» What to work on
Go over the entries and report the lines where the word "ExternalId" occurs.

..........

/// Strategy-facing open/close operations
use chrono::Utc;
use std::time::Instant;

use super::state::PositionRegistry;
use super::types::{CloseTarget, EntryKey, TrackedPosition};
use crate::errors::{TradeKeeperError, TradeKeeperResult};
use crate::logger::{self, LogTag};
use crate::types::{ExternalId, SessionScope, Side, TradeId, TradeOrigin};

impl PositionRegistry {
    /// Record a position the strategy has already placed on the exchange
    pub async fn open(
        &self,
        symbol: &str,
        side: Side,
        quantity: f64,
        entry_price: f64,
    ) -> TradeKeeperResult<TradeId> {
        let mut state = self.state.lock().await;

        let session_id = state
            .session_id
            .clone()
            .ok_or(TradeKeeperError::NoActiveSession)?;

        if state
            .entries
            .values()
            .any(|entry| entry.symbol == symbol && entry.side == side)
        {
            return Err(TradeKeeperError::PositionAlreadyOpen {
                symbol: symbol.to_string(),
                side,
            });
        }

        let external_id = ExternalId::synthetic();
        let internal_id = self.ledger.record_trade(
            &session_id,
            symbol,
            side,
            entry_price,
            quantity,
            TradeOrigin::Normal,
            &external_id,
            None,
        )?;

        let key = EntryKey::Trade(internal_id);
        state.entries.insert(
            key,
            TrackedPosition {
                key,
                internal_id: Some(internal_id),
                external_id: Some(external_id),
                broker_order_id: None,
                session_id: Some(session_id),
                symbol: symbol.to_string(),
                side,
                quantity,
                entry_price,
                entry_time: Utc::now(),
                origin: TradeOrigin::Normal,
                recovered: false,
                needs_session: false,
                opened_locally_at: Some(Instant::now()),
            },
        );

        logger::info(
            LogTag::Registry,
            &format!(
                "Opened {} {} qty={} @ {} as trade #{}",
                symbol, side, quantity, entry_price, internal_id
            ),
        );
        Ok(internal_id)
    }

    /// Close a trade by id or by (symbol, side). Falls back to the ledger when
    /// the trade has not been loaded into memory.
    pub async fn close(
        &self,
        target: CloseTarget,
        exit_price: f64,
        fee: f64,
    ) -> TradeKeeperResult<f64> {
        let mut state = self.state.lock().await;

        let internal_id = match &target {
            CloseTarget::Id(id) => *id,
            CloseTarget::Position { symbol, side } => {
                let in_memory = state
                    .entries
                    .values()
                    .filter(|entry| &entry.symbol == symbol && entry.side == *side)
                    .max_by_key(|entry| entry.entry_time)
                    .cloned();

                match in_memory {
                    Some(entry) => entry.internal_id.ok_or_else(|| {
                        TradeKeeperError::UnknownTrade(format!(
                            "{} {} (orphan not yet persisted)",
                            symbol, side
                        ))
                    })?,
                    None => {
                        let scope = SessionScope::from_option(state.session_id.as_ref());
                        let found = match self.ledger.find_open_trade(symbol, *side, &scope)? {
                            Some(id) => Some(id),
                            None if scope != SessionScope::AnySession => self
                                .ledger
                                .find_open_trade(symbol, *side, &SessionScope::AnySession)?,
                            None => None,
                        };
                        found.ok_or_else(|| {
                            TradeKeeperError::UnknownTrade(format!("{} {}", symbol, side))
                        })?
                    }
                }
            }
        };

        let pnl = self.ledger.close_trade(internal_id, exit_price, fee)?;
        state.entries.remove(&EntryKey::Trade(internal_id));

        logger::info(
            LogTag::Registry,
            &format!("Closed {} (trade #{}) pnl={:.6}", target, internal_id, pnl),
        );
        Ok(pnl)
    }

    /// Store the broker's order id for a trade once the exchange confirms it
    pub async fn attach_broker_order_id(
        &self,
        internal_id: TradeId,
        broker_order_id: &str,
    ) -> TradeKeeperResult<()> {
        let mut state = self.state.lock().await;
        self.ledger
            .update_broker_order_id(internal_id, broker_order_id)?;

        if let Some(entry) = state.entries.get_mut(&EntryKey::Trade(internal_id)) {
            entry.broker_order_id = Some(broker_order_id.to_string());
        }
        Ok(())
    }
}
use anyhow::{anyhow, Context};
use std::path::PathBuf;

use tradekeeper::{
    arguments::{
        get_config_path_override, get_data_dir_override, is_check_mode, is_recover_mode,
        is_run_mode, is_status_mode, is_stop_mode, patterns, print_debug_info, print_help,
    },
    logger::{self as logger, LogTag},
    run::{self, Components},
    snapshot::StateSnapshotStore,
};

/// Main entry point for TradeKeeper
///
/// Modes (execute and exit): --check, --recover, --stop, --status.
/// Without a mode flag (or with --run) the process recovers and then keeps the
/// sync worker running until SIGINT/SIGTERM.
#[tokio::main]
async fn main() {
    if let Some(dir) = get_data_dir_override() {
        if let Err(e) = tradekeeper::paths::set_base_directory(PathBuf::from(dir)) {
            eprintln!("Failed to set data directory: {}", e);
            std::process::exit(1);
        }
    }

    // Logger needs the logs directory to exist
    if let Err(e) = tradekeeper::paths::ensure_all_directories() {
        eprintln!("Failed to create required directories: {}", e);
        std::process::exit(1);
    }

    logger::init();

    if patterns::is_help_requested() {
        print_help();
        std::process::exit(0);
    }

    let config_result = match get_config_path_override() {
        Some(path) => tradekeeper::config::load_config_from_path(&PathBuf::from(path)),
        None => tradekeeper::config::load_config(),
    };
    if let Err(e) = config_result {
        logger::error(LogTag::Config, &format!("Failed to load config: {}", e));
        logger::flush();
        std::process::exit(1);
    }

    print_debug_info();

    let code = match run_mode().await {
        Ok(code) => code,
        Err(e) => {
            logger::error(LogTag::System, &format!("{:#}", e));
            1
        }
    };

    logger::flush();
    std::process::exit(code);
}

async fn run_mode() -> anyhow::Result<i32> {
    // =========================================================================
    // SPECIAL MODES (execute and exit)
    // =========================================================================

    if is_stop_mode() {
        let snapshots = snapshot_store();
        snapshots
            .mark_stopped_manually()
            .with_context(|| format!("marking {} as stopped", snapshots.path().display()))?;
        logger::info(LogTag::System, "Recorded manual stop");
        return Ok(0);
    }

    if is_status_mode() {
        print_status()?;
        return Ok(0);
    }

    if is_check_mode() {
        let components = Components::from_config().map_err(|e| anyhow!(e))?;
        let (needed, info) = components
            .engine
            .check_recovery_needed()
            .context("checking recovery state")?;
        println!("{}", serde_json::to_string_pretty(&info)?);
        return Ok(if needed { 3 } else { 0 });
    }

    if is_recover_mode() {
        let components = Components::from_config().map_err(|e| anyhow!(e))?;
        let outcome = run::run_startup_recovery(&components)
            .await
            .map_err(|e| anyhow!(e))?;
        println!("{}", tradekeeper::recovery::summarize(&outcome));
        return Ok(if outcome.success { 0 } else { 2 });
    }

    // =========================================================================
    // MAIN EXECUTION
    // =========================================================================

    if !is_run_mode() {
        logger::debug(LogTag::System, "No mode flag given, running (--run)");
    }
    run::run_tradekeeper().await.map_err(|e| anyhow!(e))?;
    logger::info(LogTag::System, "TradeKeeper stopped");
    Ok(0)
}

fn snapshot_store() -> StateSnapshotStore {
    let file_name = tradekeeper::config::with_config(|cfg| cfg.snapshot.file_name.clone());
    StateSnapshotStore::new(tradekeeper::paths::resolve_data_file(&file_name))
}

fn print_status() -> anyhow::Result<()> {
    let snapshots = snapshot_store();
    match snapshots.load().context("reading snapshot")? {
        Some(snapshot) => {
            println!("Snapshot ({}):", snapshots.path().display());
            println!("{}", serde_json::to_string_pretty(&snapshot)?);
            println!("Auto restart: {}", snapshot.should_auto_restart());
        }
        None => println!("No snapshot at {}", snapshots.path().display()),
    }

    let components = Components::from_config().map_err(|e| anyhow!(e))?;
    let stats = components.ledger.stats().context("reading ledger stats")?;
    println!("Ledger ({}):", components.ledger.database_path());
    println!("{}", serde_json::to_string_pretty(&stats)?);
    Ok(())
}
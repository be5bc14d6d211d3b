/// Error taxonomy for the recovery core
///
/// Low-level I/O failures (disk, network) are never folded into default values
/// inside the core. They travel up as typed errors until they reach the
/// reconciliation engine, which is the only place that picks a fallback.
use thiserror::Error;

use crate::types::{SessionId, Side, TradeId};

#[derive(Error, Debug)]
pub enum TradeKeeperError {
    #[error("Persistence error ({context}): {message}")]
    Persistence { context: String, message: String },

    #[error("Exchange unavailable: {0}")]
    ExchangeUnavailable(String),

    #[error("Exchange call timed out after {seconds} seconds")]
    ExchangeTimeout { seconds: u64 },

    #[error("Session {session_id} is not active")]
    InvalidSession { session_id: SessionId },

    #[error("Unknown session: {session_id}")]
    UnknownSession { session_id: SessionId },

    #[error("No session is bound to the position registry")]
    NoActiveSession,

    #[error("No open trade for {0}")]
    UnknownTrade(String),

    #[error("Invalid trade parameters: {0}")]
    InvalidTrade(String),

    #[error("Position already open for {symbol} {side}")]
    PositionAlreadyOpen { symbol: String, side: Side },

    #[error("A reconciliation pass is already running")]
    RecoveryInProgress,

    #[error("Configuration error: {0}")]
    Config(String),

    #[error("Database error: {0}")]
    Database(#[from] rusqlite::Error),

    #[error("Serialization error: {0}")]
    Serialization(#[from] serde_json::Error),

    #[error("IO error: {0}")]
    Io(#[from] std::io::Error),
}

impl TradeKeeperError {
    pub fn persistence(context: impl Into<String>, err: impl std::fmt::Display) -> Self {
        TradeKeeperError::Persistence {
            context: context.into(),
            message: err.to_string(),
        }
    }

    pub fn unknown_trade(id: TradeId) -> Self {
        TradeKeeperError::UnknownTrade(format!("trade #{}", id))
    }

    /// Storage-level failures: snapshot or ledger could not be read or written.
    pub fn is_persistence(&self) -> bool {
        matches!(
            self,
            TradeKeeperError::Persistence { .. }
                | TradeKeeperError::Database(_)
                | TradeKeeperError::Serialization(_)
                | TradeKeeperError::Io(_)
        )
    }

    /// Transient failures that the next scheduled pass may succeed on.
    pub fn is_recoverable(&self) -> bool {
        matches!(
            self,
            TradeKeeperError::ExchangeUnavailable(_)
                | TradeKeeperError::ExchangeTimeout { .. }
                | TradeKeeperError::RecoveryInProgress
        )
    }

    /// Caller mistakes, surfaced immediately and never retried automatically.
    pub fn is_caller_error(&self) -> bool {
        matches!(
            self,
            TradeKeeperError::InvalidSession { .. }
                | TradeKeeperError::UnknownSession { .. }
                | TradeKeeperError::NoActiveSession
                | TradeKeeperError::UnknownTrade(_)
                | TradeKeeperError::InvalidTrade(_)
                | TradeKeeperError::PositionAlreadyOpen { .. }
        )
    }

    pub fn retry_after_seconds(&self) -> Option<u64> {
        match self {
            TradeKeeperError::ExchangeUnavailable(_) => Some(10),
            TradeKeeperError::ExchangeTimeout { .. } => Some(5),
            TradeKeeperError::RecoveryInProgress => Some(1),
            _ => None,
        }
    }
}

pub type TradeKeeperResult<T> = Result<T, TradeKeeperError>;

..........

» Solution to the problem
use crate::types::{ExternalId, SessionScope, Side, TradeId, TradeOrigin};
        let external_id = ExternalId::synthetic();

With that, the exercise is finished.